Wembley was called, sworn in, and faced Rathbone.

“I shall be very brief, Dr. Wembley,” Rathbone began, still standing out in the center of the open space, every eye upon him. “Were there any marks on the body of Joel Lambourn when you examined him on One Tree Hill, or later in your postmortem?”

“Other than the cuts on his wrists, you mean?” Wembley asked. “No, none at all. He seemed to be a healthy man in his fifties, well nourished and perfectly normal.”

“Could you say whether or not he had been involved in any kind of physical struggle immediately prior to his death?” Rathbone asked.

“He had not.”

“Were there any bruises, ligature marks, abrasions, anything at all on his body or his clothes to suggest he had been carried manually?” Rathbone pursued. “Or that he had been tied up, perhaps by the ankles, arms, or any other part of his body? Or bumped around? The rubbing of fabric, perhaps, twisting as if something had been used to make carrying easier?”

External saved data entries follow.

use eframe::egui::{self, Color32, RichText, Slider, Ui};

use crate::data::aggregate::{PayloadRange, SiteSelection};
use crate::state::{AppState, ControlEvent, DashboardState};

// ---------------------------------------------------------------------------
// Left side panel – input controls
// ---------------------------------------------------------------------------

/// Render the site selector and payload range controls, dispatching one
/// event per changed control.
pub fn side_panel(ui: &mut Ui, state: &mut AppState) {
    ui.heading("Filters");
    ui.separator();

    let mut events = Vec::new();
    let dashboard = &state.dashboard;

    ui.strong("Launch Site");
    if let Some(site) = site_selector(ui, dashboard) {
        events.push(ControlEvent::SiteChanged(site));
    }
    ui.add_space(8.0);

    ui.strong("Payload range (Kg)");
    if let Some(range) = payload_range_sliders(ui, dashboard, state.slider_step) {
        events.push(ControlEvent::RangeChanged(range));
    }
    ui.add_space(8.0);

    if ui.button("Reset filters").clicked() {
        events.push(ControlEvent::Reset);
    }

    for event in events {
        state.dashboard.dispatch(event);
    }

    if let Some(notice) = state.dashboard.notice() {
        ui.separator();
        ui.label(RichText::new(notice).color(Color32::RED));
    }
}

fn site_selector(ui: &mut Ui, dashboard: &DashboardState) -> Option<SiteSelection> {
    let current = dashboard.site();
    let options = std::iter::once(SiteSelection::All).chain(
        dashboard
            .dataset()
            .distinct_sites()
            .iter()
            .cloned()
            .map(SiteSelection::Site),
    );

    let mut picked = None;
    egui::ComboBox::from_id_salt("site_dropdown")
        .selected_text(current.to_string())
        .width(ui.available_width())
        .show_ui(ui, |ui: &mut Ui| {
            for option in options {
                let label = option.to_string();
                if ui.selectable_label(*current == option, label).clicked() && *current != option {
                    picked = Some(option);
                }
            }
        });
    picked
}

/// Two sliders over the dataset's payload bounds. The slider that moved wins
/// when the two would cross.
fn payload_range_sliders(ui: &mut Ui, dashboard: &DashboardState, step: f64) -> Option<PayloadRange> {
    let (min, max) = dashboard.dataset().payload_bounds();
    let current = dashboard.range();
    let mut low = current.low;
    let mut high = current.high;

    let low_changed = ui
        .add(Slider::new(&mut low, min..=max).step_by(step).text("min"))
        .changed();
    let high_changed = ui
        .add(Slider::new(&mut high, min..=max).step_by(step).text("max"))
        .changed();

    if low_changed {
        high = high.max(low);
    } else if high_changed {
        low = low.min(high);
    } else {
        return None;
    }

    let range = PayloadRange::new(low, high).clamp_to((min, max));
    (range != current).then_some(range)
}

// ---------------------------------------------------------------------------
// Top bar
// ---------------------------------------------------------------------------

/// Render the top menu / toolbar.
pub fn top_bar(ui: &mut Ui, state: &mut AppState) {
    egui::menu::bar(ui, |ui: &mut Ui| {
        ui.menu_button("File", |ui: &mut Ui| {
            if ui.button("Open…").clicked() {
                open_file_dialog(state);
                ui.close_menu();
            }
        });

        ui.separator();

        let dashboard = &state.dashboard;
        ui.label(format!(
            "{}: {} launches, {} sites, {} in range",
            state.source.display(),
            dashboard.dataset().len(),
            dashboard.dataset().distinct_sites().len(),
            dashboard.scatter_rows().len()
        ));

        if let Some(msg) = &state.status_message {
            ui.separator();
            ui.label(RichText::new(msg).color(Color32::RED));
        }
    });
}

// ---------------------------------------------------------------------------
// File dialog
// ---------------------------------------------------------------------------

pub fn open_file_dialog(state: &mut AppState) {
    let file = rfd::FileDialog::new()
        .set_title("Open launch records")
        .add_filter("Supported files", &["csv", "json", "parquet", "pq"])
        .add_filter("CSV", &["csv"])
        .add_filter("JSON", &["json"])
        .add_filter("Parquet", &["parquet", "pq"])
        .pick_file();

    if let Some(path) = file {
        state.open(&path);
    }
}
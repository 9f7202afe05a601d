use std::f64::consts::{FRAC_PI_2, TAU};

// ---------------------------------------------------------------------------
// Pie geometry (plot coordinates, unit circle centred on the origin)
// ---------------------------------------------------------------------------

/// Arc points per full turn.
const SEGMENTS_PER_TURN: f64 = 128.0;

/// One slice of the pie, angles measured clockwise from 12 o'clock.
#[derive(Debug, Clone, PartialEq)]
pub struct Wedge {
    pub label: String,
    pub count: usize,
    pub fraction: f64,
    pub start: f64,
    pub sweep: f64,
}

/// Lay out slices around the circle in the given order.
/// Zero-count slices get no wedge; an all-zero input yields no wedges.
pub fn layout(slices: &[(String, usize)]) -> Vec<Wedge> {
    let total: usize = slices.iter().map(|(_, n)| n).sum();
    if total == 0 {
        return Vec::new();
    }

    let mut start = 0.0;
    slices
        .iter()
        .filter(|(_, n)| *n > 0)
        .map(|(label, count)| {
            let fraction = *count as f64 / total as f64;
            let sweep = fraction * TAU;
            let wedge = Wedge {
                label: label.clone(),
                count: *count,
                fraction,
                start,
                sweep,
            };
            start += sweep;
            wedge
        })
        .collect()
}

fn point_at(angle: f64, radius: f64) -> [f64; 2] {
    // Clockwise from the top.
    let theta = FRAC_PI_2 - angle;
    [radius * theta.cos(), radius * theta.sin()]
}

impl Wedge {
    /// Filled outline split into convex pieces of at most a quarter turn each,
    /// since plot polygons are only filled correctly when convex.
    pub fn pieces(&self, radius: f64) -> Vec<Vec<[f64; 2]>> {
        let n_pieces = (self.sweep / FRAC_PI_2).ceil().max(1.0) as usize;
        let piece_sweep = self.sweep / n_pieces as f64;

        (0..n_pieces)
            .map(|i| {
                let from = self.start + i as f64 * piece_sweep;
                let steps = ((piece_sweep / TAU) * SEGMENTS_PER_TURN).ceil().max(1.0) as usize;
                let mut outline = Vec::with_capacity(steps + 2);
                outline.push([0.0, 0.0]);
                outline.extend(
                    (0..=steps).map(|s| point_at(from + piece_sweep * s as f64 / steps as f64, radius)),
                );
                outline
            })
            .collect()
    }

    /// Where to put the percentage label: mid-angle, part way out.
    pub fn label_anchor(&self, radius: f64) -> [f64; 2] {
        point_at(self.start + self.sweep / 2.0, radius * 0.65)
    }

    pub fn percent_label(&self) -> String {
        format!("{:.1}%", self.fraction * 100.0)
    }
}
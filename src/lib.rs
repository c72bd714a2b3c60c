//! MultiElo Tracker - Elo ratings for matchups with any number of competitors
//!
//! This crate generalizes Elo to multiplayer games, with support for ties,
//! configurable placement scores, and a registry that tracks every
//! competitor's rating history across dated matchups.

pub mod config;
pub mod error;
pub mod metrics;
pub mod rating;
pub mod tracker;
pub mod types;

// Re-export commonly used types and traits
pub use error::{RatingError, Result};
pub use types::*;

// Re-export key components
pub use rating::{MultiElo, MultiEloConfig, RatingUpdater, ScoreFunction};
pub use tracker::{Competitor, CompetitorRegistry, HistoryEntry};

/// Library version
pub const VERSION: &str = env!("CARGO_PKG_VERSION");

Wembley looked incredulous. “Nothing whatsoever. I can’t think what gives you that idea.”

“I do not have that idea, Doctor,” Rathbone assured him. “I simply want to exclude it. I believe Dr. Lambourn walked up One Tree Hill in the company of someone he trusted completely. It never occurred to him that they might do him any harm whatsoever.” He smiled bleakly. “Thank you, Dr. Wembley. That is all I have to ask you.”

This time Coniston did not take the trouble to cross-examine. His face showed his belief in the total futility of the entire exercise.

MONK ARRIVED AT THE Old Bailey considerably later than Rathbone, after the trial had resumed. He had been out since before dawn questioning people near the Limehouse Pier and along Narrow Street leading to it, asking the new questions that they had planned yesterday evening. He had the answers, even though he had come perilously close to putting them in the witnesses’ mouths. But he believed them, and time was desperate.